Assignment:
The output must be the data, printed exactly as written.

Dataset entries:

+++

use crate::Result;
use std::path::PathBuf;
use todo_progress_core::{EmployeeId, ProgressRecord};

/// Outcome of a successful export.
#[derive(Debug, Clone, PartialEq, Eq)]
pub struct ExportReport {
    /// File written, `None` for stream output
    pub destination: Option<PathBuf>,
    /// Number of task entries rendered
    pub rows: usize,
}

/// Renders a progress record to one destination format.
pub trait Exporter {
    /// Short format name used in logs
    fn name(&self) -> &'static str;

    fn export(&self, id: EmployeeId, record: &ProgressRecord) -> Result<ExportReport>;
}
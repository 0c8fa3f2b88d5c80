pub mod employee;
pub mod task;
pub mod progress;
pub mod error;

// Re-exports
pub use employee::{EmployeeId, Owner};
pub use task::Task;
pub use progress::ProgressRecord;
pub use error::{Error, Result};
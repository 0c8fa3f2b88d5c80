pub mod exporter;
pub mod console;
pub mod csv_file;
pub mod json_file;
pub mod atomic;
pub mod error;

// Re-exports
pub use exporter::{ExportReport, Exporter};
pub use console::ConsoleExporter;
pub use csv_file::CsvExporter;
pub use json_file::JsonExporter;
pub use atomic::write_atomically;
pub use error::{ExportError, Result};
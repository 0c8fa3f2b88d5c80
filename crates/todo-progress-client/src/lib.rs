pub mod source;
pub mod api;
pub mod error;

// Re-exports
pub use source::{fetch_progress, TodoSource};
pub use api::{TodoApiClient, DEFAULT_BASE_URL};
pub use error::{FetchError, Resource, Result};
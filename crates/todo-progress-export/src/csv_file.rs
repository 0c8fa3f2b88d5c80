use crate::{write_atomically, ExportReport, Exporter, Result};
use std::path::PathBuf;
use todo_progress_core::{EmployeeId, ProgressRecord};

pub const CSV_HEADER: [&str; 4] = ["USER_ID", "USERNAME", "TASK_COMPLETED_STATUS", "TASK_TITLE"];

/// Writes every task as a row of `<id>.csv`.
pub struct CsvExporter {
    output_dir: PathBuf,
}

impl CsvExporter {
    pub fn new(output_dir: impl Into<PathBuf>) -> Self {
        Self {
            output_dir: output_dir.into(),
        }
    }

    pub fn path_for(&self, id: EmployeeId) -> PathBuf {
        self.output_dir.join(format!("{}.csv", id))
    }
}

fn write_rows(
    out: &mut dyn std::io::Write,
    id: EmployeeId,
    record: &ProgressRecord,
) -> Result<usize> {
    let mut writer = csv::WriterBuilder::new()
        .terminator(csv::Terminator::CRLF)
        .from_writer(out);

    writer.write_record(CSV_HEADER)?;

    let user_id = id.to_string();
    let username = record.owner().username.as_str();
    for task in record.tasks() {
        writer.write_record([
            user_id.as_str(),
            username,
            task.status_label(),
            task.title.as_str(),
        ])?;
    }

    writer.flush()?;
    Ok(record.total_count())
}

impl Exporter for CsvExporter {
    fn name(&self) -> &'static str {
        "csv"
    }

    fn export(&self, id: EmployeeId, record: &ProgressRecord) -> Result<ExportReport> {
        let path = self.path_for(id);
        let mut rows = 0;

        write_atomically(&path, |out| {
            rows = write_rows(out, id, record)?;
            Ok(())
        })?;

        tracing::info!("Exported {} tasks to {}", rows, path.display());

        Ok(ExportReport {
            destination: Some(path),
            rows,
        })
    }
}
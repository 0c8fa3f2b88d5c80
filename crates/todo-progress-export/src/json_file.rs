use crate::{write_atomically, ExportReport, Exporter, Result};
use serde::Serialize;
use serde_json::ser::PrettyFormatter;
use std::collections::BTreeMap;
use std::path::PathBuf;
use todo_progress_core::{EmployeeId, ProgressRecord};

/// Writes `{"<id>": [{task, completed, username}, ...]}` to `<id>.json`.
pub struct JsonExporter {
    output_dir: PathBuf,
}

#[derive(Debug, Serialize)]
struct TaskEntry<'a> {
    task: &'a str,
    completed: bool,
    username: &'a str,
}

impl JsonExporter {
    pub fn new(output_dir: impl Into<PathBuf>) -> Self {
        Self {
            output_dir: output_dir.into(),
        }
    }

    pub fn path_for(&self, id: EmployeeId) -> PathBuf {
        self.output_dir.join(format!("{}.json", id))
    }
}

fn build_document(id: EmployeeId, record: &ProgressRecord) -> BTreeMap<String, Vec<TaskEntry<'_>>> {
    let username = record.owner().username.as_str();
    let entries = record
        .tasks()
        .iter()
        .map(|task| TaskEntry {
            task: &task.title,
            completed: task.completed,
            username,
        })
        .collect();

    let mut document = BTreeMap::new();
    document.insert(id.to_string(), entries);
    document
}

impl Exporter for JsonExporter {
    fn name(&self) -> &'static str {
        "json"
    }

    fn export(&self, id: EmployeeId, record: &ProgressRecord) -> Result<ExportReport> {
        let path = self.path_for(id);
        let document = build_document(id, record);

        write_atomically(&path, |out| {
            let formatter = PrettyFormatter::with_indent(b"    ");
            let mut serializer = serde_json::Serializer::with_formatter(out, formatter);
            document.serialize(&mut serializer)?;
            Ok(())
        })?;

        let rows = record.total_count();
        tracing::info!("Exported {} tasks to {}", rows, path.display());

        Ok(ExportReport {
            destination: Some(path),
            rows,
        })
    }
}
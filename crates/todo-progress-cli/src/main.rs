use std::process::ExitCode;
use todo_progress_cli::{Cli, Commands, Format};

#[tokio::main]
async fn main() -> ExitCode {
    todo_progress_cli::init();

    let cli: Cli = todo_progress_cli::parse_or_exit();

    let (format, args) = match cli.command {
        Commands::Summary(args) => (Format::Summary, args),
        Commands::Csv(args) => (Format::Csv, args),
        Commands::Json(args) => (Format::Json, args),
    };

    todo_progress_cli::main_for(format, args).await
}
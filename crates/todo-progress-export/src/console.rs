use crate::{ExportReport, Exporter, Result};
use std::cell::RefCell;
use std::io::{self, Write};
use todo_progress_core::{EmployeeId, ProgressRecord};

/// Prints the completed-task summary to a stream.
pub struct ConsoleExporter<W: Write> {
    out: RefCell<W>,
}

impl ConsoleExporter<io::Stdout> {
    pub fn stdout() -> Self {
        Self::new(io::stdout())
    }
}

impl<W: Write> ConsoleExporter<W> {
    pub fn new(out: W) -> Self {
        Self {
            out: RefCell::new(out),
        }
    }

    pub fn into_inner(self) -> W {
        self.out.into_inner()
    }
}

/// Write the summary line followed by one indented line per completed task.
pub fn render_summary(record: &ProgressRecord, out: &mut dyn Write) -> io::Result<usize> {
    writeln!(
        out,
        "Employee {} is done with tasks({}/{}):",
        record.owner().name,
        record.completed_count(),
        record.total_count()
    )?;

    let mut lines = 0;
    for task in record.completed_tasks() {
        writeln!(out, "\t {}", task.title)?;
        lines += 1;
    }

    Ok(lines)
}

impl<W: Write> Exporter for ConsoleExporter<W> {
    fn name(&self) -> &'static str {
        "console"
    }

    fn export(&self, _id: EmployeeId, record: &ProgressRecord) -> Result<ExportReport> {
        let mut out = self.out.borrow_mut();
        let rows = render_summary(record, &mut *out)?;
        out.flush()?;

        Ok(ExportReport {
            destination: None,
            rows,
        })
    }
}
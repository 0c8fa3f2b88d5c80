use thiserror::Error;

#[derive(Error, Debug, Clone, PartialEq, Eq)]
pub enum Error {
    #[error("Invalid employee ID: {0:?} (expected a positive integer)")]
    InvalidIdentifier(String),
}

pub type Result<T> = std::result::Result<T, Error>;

+++

Exercise response:
use crate::Result;
use std::path::PathBuf;
use todo_progress_core::{EmployeeId, ProgressRecord};

/// Outcome of a successful export.
#[derive(Debug, Clone, PartialEq, Eq)]
pub struct ExportReport {
    /// File written, `None` for stream output
    pub destination: Option<PathBuf>,
    /// Number of task entries rendered
    pub rows: usize,
}

/// Renders a progress record to one destination format.
pub trait Exporter {
    /// Short format name used in logs
    fn name(&self) -> &'static str;

    fn export(&self, id: EmployeeId, record: &ProgressRecord) -> Result<ExportReport>;
}
repository 0c8fa3f2b88d5c80
pub mod employee;
pub mod task;
pub mod progress;
pub mod error;

// Re-exports
pub use employee::{EmployeeId, Owner};
pub use task::Task;
pub use progress::ProgressRecord;
pub use error::{Error, Result};
repository 0c8fa3f2b88d5c80
pub mod exporter;
pub mod console;
pub mod csv_file;
pub mod json_file;
pub mod atomic;
pub mod error;

// Re-exports
pub use exporter::{ExportReport, Exporter};
pub use console::ConsoleExporter;
pub use csv_file::CsvExporter;
pub use json_file::JsonExporter;
pub use atomic::write_atomically;
pub use error::{ExportError, Result};
repository 0c8fa3f2b88d5c80
filename crates/todo-progress-client/src/lib.rs
pub mod source;
pub mod api;
pub mod error;

// Re-exports
pub use source::{fetch_progress, TodoSource};
pub use api::{TodoApiClient, DEFAULT_BASE_URL};
pub use error::{FetchError, Resource, Result};
filename crates/todo-progress-export/src/csv_file.rs
repository 0c8fa3f2b88d5c80
use crate::{write_atomically, ExportReport, Exporter, Result};
use std::path::PathBuf;
use todo_progress_core::{EmployeeId, ProgressRecord};

pub const CSV_HEADER: [&str; 4] = ["USER_ID", "USERNAME", "TASK_COMPLETED_STATUS", "TASK_TITLE"];

/// Writes every task as a row of `<id>.csv`.
pub struct CsvExporter {
    output_dir: PathBuf,
}

impl CsvExporter {
    pub fn new(output_dir: impl Into<PathBuf>) -> Self {
        Self {
            output_dir: output_dir.into(),
        }
    }

    pub fn path_for(&self, id: EmployeeId) -> PathBuf {
        self.output_dir.join(format!("{}.csv", id))
    }
}

fn write_rows(
    out: &mut dyn std::io::Write,
    id: EmployeeId,
    record: &ProgressRecord,
) -> Result<usize> {
    let mut writer = csv::WriterBuilder::new()
        .terminator(csv::Terminator::CRLF)
        .from_writer(out);

    writer.write_record(CSV_HEADER)?;

    let user_id = id.to_string();
    let username = record.owner().username.as_str();
    for task in record.tasks() {
        writer.write_record([
            user_id.as_str(),
            username,
            task.status_label(),
            task.title.as_str(),
        ])?;
    }

    writer.flush()?;
    Ok(record.total_count())
}

impl Exporter for CsvExporter {
    fn name(&self) -> &'static str {
        "csv"
    }

    fn export(&self, id: EmployeeId, record: &ProgressRecord) -> Result<ExportReport> {
        let path = self.path_for(id);
        let mut rows = 0;

        write_atomically(&path, |out| {
            rows = write_rows(out, id, record)?;
            Ok(())
        })?;

        tracing::info!("Exported {} tasks to {}", rows, path.display());

        Ok(ExportReport {
            destination: Some(path),
            rows,
        })
    }
}
repository 0c8fa3f2b88d5c80
filename crates/todo-progress-export/src/json_file.rs
use crate::{write_atomically, ExportReport, Exporter, Result};
use serde::Serialize;
use serde_json::ser::PrettyFormatter;
use std::collections::BTreeMap;
use std::path::PathBuf;
use todo_progress_core::{EmployeeId, ProgressRecord};

/// Writes `{"<id>": [{task, completed, username}, ...]}` to `<id>.json`.
pub struct JsonExporter {
    output_dir: PathBuf,
}

#[derive(Debug, Serialize)]
struct TaskEntry<'a> {
    task: &'a str,
    completed: bool,
    username: &'a str,
}

impl JsonExporter {
    pub fn new(output_dir: impl Into<PathBuf>) -> Self {
        Self {
            output_dir: output_dir.into(),
        }
    }

    pub fn path_for(&self, id: EmployeeId) -> PathBuf {
        self.output_dir.join(format!("{}.json", id))
    }
}

fn build_document(id: EmployeeId, record: &ProgressRecord) -> BTreeMap<String, Vec<TaskEntry<'_>>> {
    let username = record.owner().username.as_str();
    let entries = record
        .tasks()
        .iter()
        .map(|task| TaskEntry {
            task: &task.title,
            completed: task.completed,
            username,
        })
        .collect();

    let mut document = BTreeMap::new();
    document.insert(id.to_string(), entries);
    document
}

impl Exporter for JsonExporter {
    fn name(&self) -> &'static str {
        "json"
    }

    fn export(&self, id: EmployeeId, record: &ProgressRecord) -> Result<ExportReport> {
        let path = self.path_for(id);
        let document = build_document(id, record);

        write_atomically(&path, |out| {
            let formatter = PrettyFormatter::with_indent(b"    ");
            let mut serializer = serde_json::Serializer::with_formatter(out, formatter);
            document.serialize(&mut serializer)?;
            Ok(())
        })?;

        let rows = record.total_count();
        tracing::info!("Exported {} tasks to {}", rows, path.display());

        Ok(ExportReport {
            destination: Some(path),
            rows,
        })
    }
}
filename crates/todo-progress-cli/src/main.rs
use std::process::ExitCode;
use todo_progress_cli::{Cli, Commands, Format};

#[tokio::main]
async fn main() -> ExitCode {
    todo_progress_cli::init();

    let cli: Cli = todo_progress_cli::parse_or_exit();

    let (format, args) = match cli.command {
        Commands::Summary(args) => (Format::Summary, args),
        Commands::Csv(args) => (Format::Csv, args),
        Commands::Json(args) => (Format::Json, args),
    };

    todo_progress_cli::main_for(format, args).await
}
filename crates/todo-progress-export/src/console.rs
use crate::{ExportReport, Exporter, Result};
use std::cell::RefCell;
use std::io::{self, Write};
use todo_progress_core::{EmployeeId, ProgressRecord};

/// Prints the completed-task summary to a stream.
pub struct ConsoleExporter<W: Write> {
    out: RefCell<W>,
}

impl ConsoleExporter<io::Stdout> {
    pub fn stdout() -> Self {
        Self::new(io::stdout())
    }
}

impl<W: Write> ConsoleExporter<W> {
    pub fn new(out: W) -> Self {
        Self {
            out: RefCell::new(out),
        }
    }

    pub fn into_inner(self) -> W {
        self.out.into_inner()
    }
}

/// Write the summary line followed by one indented line per completed task.
pub fn render_summary(record: &ProgressRecord, out: &mut dyn Write) -> io::Result<usize> {
    writeln!(
        out,
        "Employee {} is done with tasks({}/{}):",
        record.owner().name,
        record.completed_count(),
        record.total_count()
    )?;

    let mut lines = 0;
    for task in record.completed_tasks() {
        writeln!(out, "\t {}", task.title)?;
        lines += 1;
    }

    Ok(lines)
}

impl<W: Write> Exporter for ConsoleExporter<W> {
    fn name(&self) -> &'static str {
        "console"
    }

    fn export(&self, _id: EmployeeId, record: &ProgressRecord) -> Result<ExportReport> {
        let mut out = self.out.borrow_mut();
        let rows = render_summary(record, &mut *out)?;
        out.flush()?;

        Ok(ExportReport {
            destination: None,
            rows,
        })
    }
}
repository 0c8fa3f2b88d5c80
use thiserror::Error;

#[derive(Error, Debug, Clone, PartialEq, Eq)]
pub enum Error {
    #[error("Invalid employee ID: {0:?} (expected a positive integer)")]
    InvalidIdentifier(String),
}

pub type Result<T> = std::result::Result<T, Error>;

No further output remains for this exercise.